- **What you will do**
Go through the records below and copy out every line holding "FromStr".

[Stored items]
★ ★ ★
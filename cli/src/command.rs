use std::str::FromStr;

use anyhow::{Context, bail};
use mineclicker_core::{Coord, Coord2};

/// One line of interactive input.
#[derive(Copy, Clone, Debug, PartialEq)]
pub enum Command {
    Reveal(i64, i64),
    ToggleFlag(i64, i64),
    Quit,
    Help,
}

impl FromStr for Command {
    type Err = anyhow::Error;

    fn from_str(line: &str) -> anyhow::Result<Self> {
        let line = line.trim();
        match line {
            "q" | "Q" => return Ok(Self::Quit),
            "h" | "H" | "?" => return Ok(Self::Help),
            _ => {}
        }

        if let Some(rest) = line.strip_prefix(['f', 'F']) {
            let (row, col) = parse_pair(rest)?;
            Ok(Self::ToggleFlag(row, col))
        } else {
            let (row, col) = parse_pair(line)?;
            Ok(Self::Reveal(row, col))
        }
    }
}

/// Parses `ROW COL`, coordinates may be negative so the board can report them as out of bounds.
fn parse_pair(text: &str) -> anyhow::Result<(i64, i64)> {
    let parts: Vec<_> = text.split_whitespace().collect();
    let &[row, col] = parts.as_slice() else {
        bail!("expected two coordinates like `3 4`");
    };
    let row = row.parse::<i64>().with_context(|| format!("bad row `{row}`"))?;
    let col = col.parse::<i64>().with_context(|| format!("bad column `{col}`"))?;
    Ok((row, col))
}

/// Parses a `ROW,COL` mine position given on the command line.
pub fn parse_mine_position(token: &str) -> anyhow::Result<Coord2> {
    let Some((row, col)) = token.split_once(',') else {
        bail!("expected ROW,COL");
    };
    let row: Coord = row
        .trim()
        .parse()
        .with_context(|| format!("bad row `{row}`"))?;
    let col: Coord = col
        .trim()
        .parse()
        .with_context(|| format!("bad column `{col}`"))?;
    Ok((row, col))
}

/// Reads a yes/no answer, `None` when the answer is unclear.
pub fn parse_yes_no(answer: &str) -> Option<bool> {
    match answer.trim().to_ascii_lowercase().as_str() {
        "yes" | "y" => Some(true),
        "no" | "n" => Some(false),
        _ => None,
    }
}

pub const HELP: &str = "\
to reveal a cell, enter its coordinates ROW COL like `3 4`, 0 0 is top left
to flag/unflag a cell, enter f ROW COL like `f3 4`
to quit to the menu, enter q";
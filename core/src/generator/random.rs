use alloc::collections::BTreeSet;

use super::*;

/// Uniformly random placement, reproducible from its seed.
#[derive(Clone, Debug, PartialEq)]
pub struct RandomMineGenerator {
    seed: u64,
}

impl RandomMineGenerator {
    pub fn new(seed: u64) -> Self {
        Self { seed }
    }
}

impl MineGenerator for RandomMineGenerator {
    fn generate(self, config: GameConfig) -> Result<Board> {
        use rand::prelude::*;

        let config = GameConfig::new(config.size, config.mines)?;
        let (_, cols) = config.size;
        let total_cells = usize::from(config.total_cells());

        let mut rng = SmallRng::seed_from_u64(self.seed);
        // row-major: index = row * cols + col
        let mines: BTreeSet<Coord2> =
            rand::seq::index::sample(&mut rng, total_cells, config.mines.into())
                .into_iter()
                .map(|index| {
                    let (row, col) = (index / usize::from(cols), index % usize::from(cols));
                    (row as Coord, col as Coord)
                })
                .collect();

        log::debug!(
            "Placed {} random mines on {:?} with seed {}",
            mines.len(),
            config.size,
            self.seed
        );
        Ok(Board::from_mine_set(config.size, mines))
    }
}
★ ★ ★
- **Exercise answer**
use std::str::FromStr;
impl FromStr for Command {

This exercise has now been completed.